Stray From The Path – Internal Atomics (Album Review)

Long Island’s own Stray From The Path continue their hard-hitting affront and refusal to mince words with Internal Atomics. UNFD present the wonderfully heavy album on Friday, November 1, 2019.

New York has always been a stronghold for Hardcore, and Stray From The Path are one of the state’s heaviest hitters. Formed in 2001 on Long Island (please, no Strong Island references), the quartet issued their independent full-length debut, Audio Prozac, in 2003. Time brought lineup changes and seven additional discs throughout the next fourteen years, including their major label debut, 2008’s Villains, 2011’s Rising Sun, and 2017’s Only Death Is Real. With a dogged determination to the road, and much thanks to their strong fanbase, the four-piece has shared stages with the likes of Anti-Flag, Architects, Norma Jean, Underoath, Stick to Your Guns, Bleeding Through, and many, many more.

For their ninth album, Stray From The Path—Vocalist Drew Dijorio, Guitarist/Vocalist Tom Williams, Bassist/Vocalist Anthony Altamura, and Drummer Craig Reynolds—blend their behemoth Rapcore meets Rage Against the Machine sound into a brutal array of tracks that glance just as intimately inward as they turn a frustrated eye on the world around us. Once again produced and engineered by longtime collaborator Will Putney (The Amity Affliction, Norma Jean), the 10-track Internal Atomics is fraught with both compassion and empathy, and yet a venomous vitriol towards injustice. Heavily influenced by the band’s recent trip to Africa with Actions Not Words and the Hardcore Help Foundation, the collection does not bother to mince words about the state of affairs in 2019.

Internal Atomics opens to the explosion of hard-hitter “Ring Leader.” Here, smashing bass anchors a vicious reminder to the complacent clones that “thinking like everyone else is not really thinking.” Digging even deeper, they assault all the senses with the vibrating wall of sound that is “Kickback.” Featuring guest vocals from Counterparts’ Brendan Murphy, the track spits pure venom and frustrated howls in the face of snakes—those that merely see others as stepping stones.

Reynolds’ powerful drums lead the charge into “The First Will Be Last,” a thoughtful and timely reminder to do unto others, because what goes around comes around. Next, there’s no rest for the weary with “Fortune Teller,” a proclamation that our future is in our own hands and we have the power to overcome the mistakes of past generations. This is led by the empowering, rallying cry, “We don’t answer to anyone!

Deliciously sludgy guitars weave throughout “Second Death,” a ferocious condemnation of the Catholic priest scandal. The track that follows takes a look “Beneath The Surface,” and shows that few of us have stories that are simply black and white; and many of us are bleeding underneath our smiles. Lyrically, this empathy for our neighbors is reminiscent of Everlast’s 1998 hit “What It’s Like,” another social protest song peppered with compassion. Ultimately, this bleeds into dissonant guitar work that opens the shark attack of “Something In the Water,” a whirling dervish of sound to represent the cycle of chaos that humanity brings upon itself over and over again. Here, the point is not will we ever learn, but rather how have we managed to become so numb to the suffering?
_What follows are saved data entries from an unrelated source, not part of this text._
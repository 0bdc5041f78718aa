//! Root certificate authority and the per-host leaf certificate cache.

pub mod authority;
pub mod cache;

pub use authority::{CaError, LeafCertificate, RootCa};
pub use cache::CertCache;
impl<T> Deref for LiteralOrEnv<T> {
    type Target = T;
    fn deref(&self) -> &Self::Target {
        &self.0
    }
}

impl<T> DerefMut for LiteralOrEnv<T> {
    fn deref_mut(&mut self) -> &mut Self::Target {
        &mut self.0
    }
}

impl<'de, T> Deserialize<'de> for LiteralOrEnv<T>
where
    T: FromStr,
    T::Err: std::fmt::Display,
{
    fn deserialize<D>(deserializer: D) -> Result<Self, D::Error>
    where
        D: serde::Deserializer<'de>,
    {
        let s = String::deserialize(deserializer)?;
        let value = if let Some(var_name) = Self::parse_env_var_syntax(&s) {
            std::env::var(&var_name).map_err(|_| {
                serde::de::Error::custom(format!(
                    "environment variable '{}' not found (referenced as '{}')",
                    var_name, s
                ))
            })?
        } else {
            s
        };
        let parsed = value
            .parse::<T>()
            .map_err(|e| serde::de::Error::custom(format!("failed to parse value: {}", e)))?;
        Ok(LiteralOrEnv(parsed))
    }
}

impl<T> Serialize for LiteralOrEnv<T>
where
    T: Serialize,
{
    fn serialize<S>(&self, serializer: S) -> Result<S::Ok, S::Error>
    where
        S: serde::Serializer,
    {
        self.0.serialize(serializer)
    }
}

// ============================================================================
// Wallet key types
// ============================================================================

/// A validated EVM private key (32 raw bytes, from a `0x`-prefixed hex string).
#[derive(Clone, Serialize, Deserialize)]
pub struct EvmPrivateKey([u8; 32]);

impl EvmPrivateKey {
    pub fn as_bytes(&self) -> &[u8; 32] {
        &self.0
    }
}

impl Drop for EvmPrivateKey {
    fn drop(&mut self) {
        self.0.fill(0);
    }
}

impl std::fmt::Debug for EvmPrivateKey {
    fn fmt(&self, f: &mut std::fmt::Formatter<'_>) -> std::fmt::Result {
        f.debug_tuple("EvmPrivateKey").field(&"<redacted>").finish()
    }
}

impl PartialEq for EvmPrivateKey {
    fn eq(&self, other: &Self) -> bool {
        self.0 == other.0
    }
}

impl FromStr for EvmPrivateKey {
    type Err = String;

    fn from_str(s: &str) -> Result<Self, Self::Err> {
        let hex_str = s.strip_prefix("0x").unwrap_or(s);
        let bytes = hex::decode(hex_str).map_err(|e| format!("invalid evm private key: {}", e))?;
        let arr: [u8; 32] = bytes
            .try_into()
            .map_err(|_| "evm private key must be 32 bytes".to_string())?;
        Ok(Self(arr))
    }
}

/// A validated Solana private key (64 bytes, standard keypair format, base58-encoded).
#[derive(Clone, PartialEq, Eq)]
pub struct SolanaPrivateKey([u8; 64]);

impl SolanaPrivateKey {
    pub fn from_base58(s: &str) -> Result<Self, String> {
        let bytes = bs58::decode(s)
            .into_vec()
            .map_err(|e| format!("invalid base58: {}", e))?;
        if bytes.len() != 64 {
            return Err(format!(
                "private key must be 64 bytes (standard solana keypair format), got {} bytes",
                bytes.len()
            ));
        }
        let mut arr = [0u8; 64];
        arr.copy_from_slice(&bytes);
        Ok(Self(arr))
    }

    pub fn to_base58(&self) -> String {
        bs58::encode(&self.0).into_string()
    }

    pub fn as_bytes(&self) -> &[u8; 64] {
        &self.0
    }
}

impl Drop for SolanaPrivateKey {
    fn drop(&mut self) {
        self.0.fill(0);
    }
}

impl std::fmt::Debug for SolanaPrivateKey {
    fn fmt(&self, f: &mut std::fmt::Formatter<'_>) -> std::fmt::Result {
        f.debug_tuple("SolanaPrivateKey").field(&"<redacted>").finish()
    }
}

impl Serialize for SolanaPrivateKey {
    fn serialize<S>(&self, serializer: S) -> Result<S::Ok, S::Error>
    where
        S: serde::Serializer,
    {
        serializer.serialize_str(&self.to_base58())
    }
}

impl FromStr for SolanaPrivateKey {
    type Err = String;
    fn from_str(s: &str) -> Result<Self, Self::Err> {
        Self::from_base58(s)
    }
}

// ============================================================================
// Top-level configuration
// ============================================================================

#[derive(Debug, Clone, Deserialize)]
pub struct Config {
    #[serde(default = "config_defaults::default_bind")]
    pub bind: SocketAddr,
    #[serde(default = "config_defaults::default_ca_dir")]
    pub ca_dir: PathBuf,
    #[serde(default = "config_defaults::default_mitm_enabled")]
    pub mitm_enabled: bool,
    #[serde(default)]
    pub cert_cache: CertCacheConfig,
    pub scanner: ScannerConfig,
    #[serde(default)]
    pub wallet: WalletConfig,
    #[serde(default)]
    pub settlement: SettlementConfig,
    #[serde(default = "config_defaults::default_mark")]
    pub mark: u32,
}

#[derive(Debug, Clone, Serialize, Deserialize)]
pub struct CertCacheConfig {
    #[serde(default = "cert_cache_defaults::default_max_size")]
    pub max_size: usize,
    #[serde(default = "cert_cache_defaults::default_ttl_secs")]
    pub ttl_secs: u64,
    #[serde(default = "cert_cache_defaults::default_eviction_interval_secs")]
    pub eviction_interval_secs: u64,
}

impl Default for CertCacheConfig {
    fn default() -> Self {
        Self {
            max_size: cert_cache_defaults::default_max_size(),
            ttl_secs: cert_cache_defaults::default_ttl_secs(),
            eviction_interval_secs: cert_cache_defaults::default_eviction_interval_secs(),
        }
    }
}

mod cert_cache_defaults {
    pub fn default_max_size() -> usize {
        1024
    }
    pub fn default_ttl_secs() -> u64 {
        3600
    }
    pub fn default_eviction_interval_secs() -> u64 {
        300
    }
}

/// `{allow, warn, block}` action applied on a scan decision, per §3 Scanner configuration.
pub use stronghold_types::ScanAction;

/// Scanning strictness hint forwarded to operators; the proxy itself only consults
/// `block_threshold` and the per-decision action table.
#[derive(Debug, Clone, Copy, PartialEq, Eq, Serialize, Deserialize)]
#[serde(rename_all = "lowercase")]
pub enum ScanMode {
    Smart,
    Strict,
    Permissive,
}

#[derive(Debug, Clone, Serialize, Deserialize)]
pub struct ContentScanConfig {
    #[serde(default = "content_scan_defaults::default_enabled")]
    pub enabled: bool,
    #[serde(default = "content_scan_defaults::default_action_on_warn")]
    pub action_on_warn: ScanAction,
    #[serde(default = "content_scan_defaults::default_action_on_block")]
    pub action_on_block: ScanAction,
}

impl Default for ContentScanConfig {
    fn default() -> Self {
        Self {
            enabled: content_scan_defaults::default_enabled(),
            action_on_warn: content_scan_defaults::default_action_on_warn(),
            action_on_block: content_scan_defaults::default_action_on_block(),
        }
    }
}

mod content_scan_defaults {
    use super::ScanAction;
    pub fn default_enabled() -> bool {
        true
    }
    pub fn default_action_on_warn() -> ScanAction {
        ScanAction::Warn
    }
    pub fn default_action_on_block() -> ScanAction {
        ScanAction::Block
    }
}

#[derive(Debug, Clone, Deserialize)]
pub struct ScannerConfig {
    pub api_base_url: Url,
    #[serde(default)]
    pub auth_token: Option<LiteralOrEnv<String>>,
    #[serde(default = "scanner_defaults::default_timeout_secs")]
    pub timeout_secs: u64,
    #[serde(default)]
    pub content: ContentScanConfig,
    #[serde(default = "scanner_defaults::default_mode")]
    pub mode: ScanMode,
    #[serde(default = "scanner_defaults::default_block_threshold")]
    pub block_threshold: f64,
    #[serde(default = "scanner_defaults::default_fail_open")]
    pub fail_open: bool,
}

mod scanner_defaults {
    use super::ScanMode;
    pub fn default_timeout_secs() -> u64 {
        10
    }
    pub fn default_mode() -> ScanMode {
        ScanMode::Smart
    }
    pub fn default_block_threshold() -> f64 {
        0.8
    }
    pub fn default_fail_open() -> bool {
        true
    }
}

#[derive(Debug, Clone, Default, Deserialize)]
pub struct WalletConfig {
    #[serde(default)]
    pub evm_private_key: Option<LiteralOrEnv<EvmPrivateKey>>,
    #[serde(default)]
    pub solana_private_key: Option<LiteralOrEnv<SolanaPrivateKey>>,
    /// RPC endpoint used to fetch blockhashes when signing the Solana transfer
    /// path (§4.5'). Required only if `solana_private_key` is set.
    #[serde(default)]
    pub solana_rpc_url: Option<String>,
}

#[derive(Debug, Clone, Serialize, Deserialize)]
pub struct SettlementConfig {
    #[serde(default = "settlement_defaults::default_db_path")]
    pub db_path: PathBuf,
    #[serde(default = "settlement_defaults::default_retry_interval_secs")]
    pub retry_interval_secs: u64,
    #[serde(default = "settlement_defaults::default_expiration_interval_secs")]
    pub expiration_interval_secs: u64,
    #[serde(default = "settlement_defaults::default_batch_size")]
    pub batch_size: u32,
    #[serde(default = "settlement_defaults::default_max_attempts")]
    pub max_attempts: u32,
    #[serde(default = "settlement_defaults::default_reservation_ttl_secs")]
    pub reservation_ttl_secs: u64,
    #[serde(default = "settlement_defaults::default_backoff_base_secs")]
    pub backoff_base_secs: u64,
    #[serde(default = "settlement_defaults::default_backoff_cap_secs")]
    pub backoff_cap_secs: u64,
    #[serde(default = "settlement_defaults::default_facilitator_timeout_secs")]
    pub facilitator_timeout_secs: u64,
}

impl Default for SettlementConfig {
    fn default() -> Self {
        Self {
            db_path: settlement_defaults::default_db_path(),
            retry_interval_secs: settlement_defaults::default_retry_interval_secs(),
            expiration_interval_secs: settlement_defaults::default_expiration_interval_secs(),
            batch_size: settlement_defaults::default_batch_size(),
            max_attempts: settlement_defaults::default_max_attempts(),
            reservation_ttl_secs: settlement_defaults::default_reservation_ttl_secs(),
            backoff_base_secs: settlement_defaults::default_backoff_base_secs(),
            backoff_cap_secs: settlement_defaults::default_backoff_cap_secs(),
            facilitator_timeout_secs: settlement_defaults::default_facilitator_timeout_secs(),
        }
    }
}

mod settlement_defaults {
    use std::path::PathBuf;
    pub fn default_db_path() -> PathBuf {
        PathBuf::from("stronghold-settlement.db")
    }
    pub fn default_retry_interval_secs() -> u64 {
        10
    }
    pub fn default_expiration_interval_secs() -> u64 {
        60
    }
    pub fn default_batch_size() -> u32 {
        50
    }
    pub fn default_max_attempts() -> u32 {
        8
    }
    pub fn default_reservation_ttl_secs() -> u64 {
        300
    }
    pub fn default_backoff_base_secs() -> u64 {
        2
    }
    pub fn default_backoff_cap_secs() -> u64 {
        30
    }
    pub fn default_facilitator_timeout_secs() -> u64 {
        10
    }
}

pub mod config_defaults {
    use std::net::SocketAddr;
    use std::path::PathBuf;

    pub const DEFAULT_BIND: &str = "127.0.0.1:8402";
    pub const STRONGHOLD_MARK: u32 = 0x2702;

    pub fn default_bind() -> SocketAddr {
        std::env::var("STRONGHOLD_BIND")
            .ok()
            .and_then(|s| s.parse().ok())
            .unwrap_or_else(|| DEFAULT_BIND.parse().unwrap())
    }

    pub fn default_ca_dir() -> PathBuf {
        std::env::var("STRONGHOLD_CA_DIR")
            .map(PathBuf::from)
            .unwrap_or_else(|_| PathBuf::from("./ca"))
    }

    pub fn default_mitm_enabled() -> bool {
        true
    }

    pub fn default_mark() -> u32 {
        STRONGHOLD_MARK
    }
}

/// Configuration error types.
#[derive(Debug, thiserror::Error)]
pub enum ConfigError {
    #[error("failed to read config file at {0}: {1}")]
    FileRead(PathBuf, std::io::Error),
    #[error("failed to parse config file: {0}")]
    JsonParse(#[from] serde_json::Error),
}

impl Config {
    /// Loads configuration from CLI arguments (`--config`/`$CONFIG`) and a JSON file.
    ///
    /// Fields absent from the file fall back to environment variables and then to
    /// hardcoded defaults during deserialization; missing/invalid configuration is
    /// always a startup failure, never a request-time one.
    pub fn load() -> Result<Self, ConfigError> {
        let cli_args = CliArgs::parse();
        Self::load_from_path(cli_args.config)
    }

    fn load_from_path(path: PathBuf) -> Result<Self, ConfigError> {
        let content = fs::read_to_string(&path).map_err(|e| ConfigError::FileRead(path, e))?;
        let config: Config = serde_json::from_str(&content)?;
        Ok(config)
    }
}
This leads the band to a deeply personal track. “Holding Cells For The Living Hell” finds Dijorio at his most vulnerable, opening up about a family member’s struggles with mental health. A suitably frenetic bout of sonic schizophrenia, its reflection on mental health, and how all too often the doctors simply “up the dosage,” is a bullet to the heart of those that have experienced this personally. An angsty and violent maelstrom, Stray From The Path put it all on the line in this track.

Next, Kublai Khan’s Matt Honeycutt guests on “Double Down,” a slamming attack that spirals down into the album’s grand finale—and don’t expect the quartet to go out in any style other than vicious, unrepentant Hardcore. With “Actions Not Words,” a track very literally inspired by their time spent in Nairobi with the nonprofit of the same name, they challenge their listeners to change the world. Like this, it is a resonating, thrumming wall of sound that backs up the band as they deliver the coup de grâce of Internal Atomics’ message: be the change that you wish to see in this world.

Simply put, Internal Atomics is a heavy album—in sound and topically speaking. There’s not a moment for breath throughout these 10 rabid tracks, just full-throttle sonics and weighty subjects packaged together in a pummeling masterpiece of Hardcore might. Exploring groove-laden, metallic riffs alongside Hip-Hop influenced vocal cadences, Stray From The Path present an album that’s punishing yet memorable. Both socially and politically conscious, the collection and the band refuse to simply fall in line with mindless complacency, and instead seek to ignite a fire for change. It has been said that dissent is the highest form of patriotism, and these Hardcore punks are doing it right! For this, Cryptic Rock give Internal Atomics 4.5 of 5 stars.